Official

First Shelby GT500 found, a 1967 prototype dubbed ’Little Red’

You can help crowdsource the history of the father of all Shelby GT500s

  • Image Credit: Barrett-Jackson
It sat rusting for more than 20 years on a farm in north Texas and was presumed destroyed, but now it's been found and reportedly verified: Ford and Shelby American's 1967 Ford Mustang Shelby GT500 EXP prototype, the first of its kind and significant for many other reasons. Barrett-Jackson writes that the car, nicknamed "Little Red," is "considered one of the most significant finds in American car collector history."

Barrett-Jackson Chairman and CEO Craig Jackson found the car in March and unveiled it at The Henry Ford museum near Detroit on Friday and displayed it at Mustang Alley as part of the Woodward Dream Cruise on Saturday. Now, they're trying to piece together what happened to the legendary big-block after it disappeared in the late '60s via a crowdsourcing website and Facebook page.


"Little Red" was one of two experimental cars — the other is nicknamed the "Green Hornet" — built by Ford and Shelby American. It featured new ideas, including a restyled body and a Paxton supercharger added to the 428 cubic-inch V8, and it served as the model for Ford's 1968 Mustang California Special.

It was the only GT500 coupe hardtop built by Shelby American, and the only GT coupe ordered with factory-equipped dual-quad carburetors. It's also one of two known '67 GT cars outfitted with a black Connolly leather interior. It was valued in 1967 at $3,318.84, which would be the equivalent of $25,420 today.

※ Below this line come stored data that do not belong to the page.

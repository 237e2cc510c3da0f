//! Services module - HTTP handlers per concern

pub mod message;
pub mod room;
pub mod typing;

// Re-exports to simplify imports
pub use message::{get_room_messages, send_message};
pub use room::{create_room, list_rooms};
pub use typing::set_typing;

use crate::AppState;
use axum::{extract::State, http::StatusCode, response::IntoResponse};
use std::sync::Arc;

/// Root endpoint - health check
pub async fn root(State(_state): State<Arc<AppState>>) -> impl IntoResponse {
    (StatusCode::OK, "Server is running!")
}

Needless to say, it would be worth exponentially more if put up for sale now, but Jackson told the Detroit Free Press he has no intentions of selling it and will instead restore it "back to its original glory."

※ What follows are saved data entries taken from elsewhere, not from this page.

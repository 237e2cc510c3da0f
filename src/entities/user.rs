//! User entity
//!
//! Users are provisioned by the surrounding identity provider; the chat core
//! only reads them to resolve senders, participants and the owning tenant.

use serde::{Deserialize, Serialize};

#[derive(Serialize, Deserialize, Debug, Clone, sqlx::FromRow)]
pub struct User {
    pub user_id: String,
    pub name: String,
    pub email: String,
    pub image: Option<String>,
    pub role: String,
    /// Tenant the user belongs to. Required for creating rooms.
    pub company_id: Option<String>,
}
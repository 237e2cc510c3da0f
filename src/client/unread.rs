//! Unread tracking - per-room badge counts, purely client-local
//!
//! Counters live only for the duration of the session (a reload or device
//! switch resets them); nothing is persisted server-side. The count is
//! deliberately approximate: events that arrive while subscribed are
//! counted, events missed while offline are not.

use chrono::{DateTime, Utc};
use std::collections::HashMap;

#[derive(Default)]
pub struct UnreadTracker {
    /// Last-read timestamp per room; set when the room is selected.
    last_read: HashMap<String, DateTime<Utc>>,
    counts: HashMap<String, u32>,
    selected: Option<String>,
}

impl UnreadTracker {
    pub fn new() -> Self {
        Self::default()
    }

    /// Marks a room as the one on screen: stamps it read now and zeroes
    /// its counter. Events for the selected room never count as unread.
    pub fn select_room(&mut self, room_id: &str, now: DateTime<Utc>) {
        self.selected = Some(room_id.to_string());
        self.last_read.insert(room_id.to_string(), now);
        self.counts.insert(room_id.to_string(), 0);
    }

    pub fn deselect(&mut self) {
        self.selected = None;
    }

    /// Handles a new-message event: increments the room's counter only if
    /// the room is not selected and the message is strictly newer than the
    /// room's last-read stamp.
    pub fn observe_message(&mut self, room_id: &str, created_at: DateTime<Utc>) {
        if self.selected.as_deref() == Some(room_id) {
            return;
        }
        if let Some(last_read) = self.last_read.get(room_id) {
            if created_at <= *last_read {
                return;
            }
        }
        *self.counts.entry(room_id.to_string()).or_insert(0) += 1;
    }

    /// Unread count for a room. The selected room always reads zero.
    pub fn count(&self, room_id: &str) -> u32 {
        if self.selected.as_deref() == Some(room_id) {
            return 0;
        }
        self.counts.get(room_id).copied().unwrap_or(0)
    }
}
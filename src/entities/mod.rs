//! Entities module - domain entities persisted in the database
//!
//! Each entity corresponds to one table of the schema in `migrations/`.

pub mod enums;
pub mod message;
pub mod participant;
pub mod room;
pub mod user;

// Re-exports to simplify imports
pub use enums::MessageKind;
pub use message::Message;
pub use participant::Participant;
pub use room::Room;
pub use user::User;
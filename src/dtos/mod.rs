//! DTOs module - Data Transfer Objects
//!
//! Wire shapes exchanged with clients. Field names are camelCase on the
//! wire (the external contract), snake_case internally.

pub mod message;
pub mod query;
pub mod room;
pub mod typing;
pub mod user;
pub mod ws_frame;

// Re-exports to simplify imports
pub use message::{CreateMessageDTO, MessageDTO, MessagePageDTO, SendMessageRequest};
pub use query::MessagesQuery;
pub use room::{CreateRoomDTO, CreateRoomRequest, RoomDTO};
pub use typing::{TypingEventDTO, TypingRequest};
pub use user::UserDTO;
pub use ws_frame::ClientFrame;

It was built at Ford's San Jose, Calif., assembly plant and spent years with performance car maker Carroll Shelby, also regularly driven by Shelby American's chief engineer, Fred Goodell, before disappearing. Experts reportedly believed the coupe was crushed in the early '70s, but it somehow made it from Detroit to a Ford dealership in Littleton, Colo.

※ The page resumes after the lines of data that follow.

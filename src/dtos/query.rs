//! Query DTOs - query string parameters

use serde::{Deserialize, Serialize};

/// Query parameters for message pagination. `cursor` is a message id; the
/// page contains messages strictly older than it.
#[derive(Serialize, Deserialize, Debug, Default)]
pub struct MessagesQuery {
    #[serde(default)]
    pub cursor: Option<String>,
    #[serde(default)]
    pub limit: Option<i64>,
}

/// Hard cap on a single page of messages.
pub const MAX_PAGE_SIZE: i64 = 100;

/// Page size used when the client does not ask for one.
pub const DEFAULT_PAGE_SIZE: i64 = 50;

impl MessagesQuery {
    /// The effective page size: requested, clamped to [1, MAX_PAGE_SIZE],
    /// defaulting to DEFAULT_PAGE_SIZE.
    pub fn page_size(&self) -> i64 {
        self.limit
            .unwrap_or(DEFAULT_PAGE_SIZE)
            .clamp(1, MAX_PAGE_SIZE)
    }
}

#[cfg(test)]
mod tests {
    use super::*;

    #[test]
    fn page_size_defaults_and_clamps() {
        assert_eq!(MessagesQuery::default().page_size(), 50);
        let big = MessagesQuery { cursor: None, limit: Some(1000) };
        assert_eq!(big.page_size(), 100);
        let small = MessagesQuery { cursor: None, limit: Some(0) };
        assert_eq!(small.page_size(), 1);
        let normal = MessagesQuery { cursor: None, limit: Some(25) };
        assert_eq!(normal.page_size(), 25);
    }
}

"Locating Little Red was tantamount to finding the proverbial needle in a haystack," said Jason Billups, a classic-car restorer who worked with Jackson. "After our initial research we realized that, like others before us, we were using the wrong search criteria. Everyone looked for Little Red using the Shelby serial number, which would eventually lead to a dead end. We took a different approach and located the car's original Ford VIN number, which wasn't easily discoverable. That VIN led us to its original registration and eventually to its last owner."

It will be fascinating to see the car's history pieced back together — and also what the restoration will look like. Shelby's engineers reportedly constantly updated Little Red with new parts from at least two different model years and many experiments, including an experimental automatic transmission. After it was sold in the early '70s, it spent years in storage and had its engine stolen after a radiator meltdown.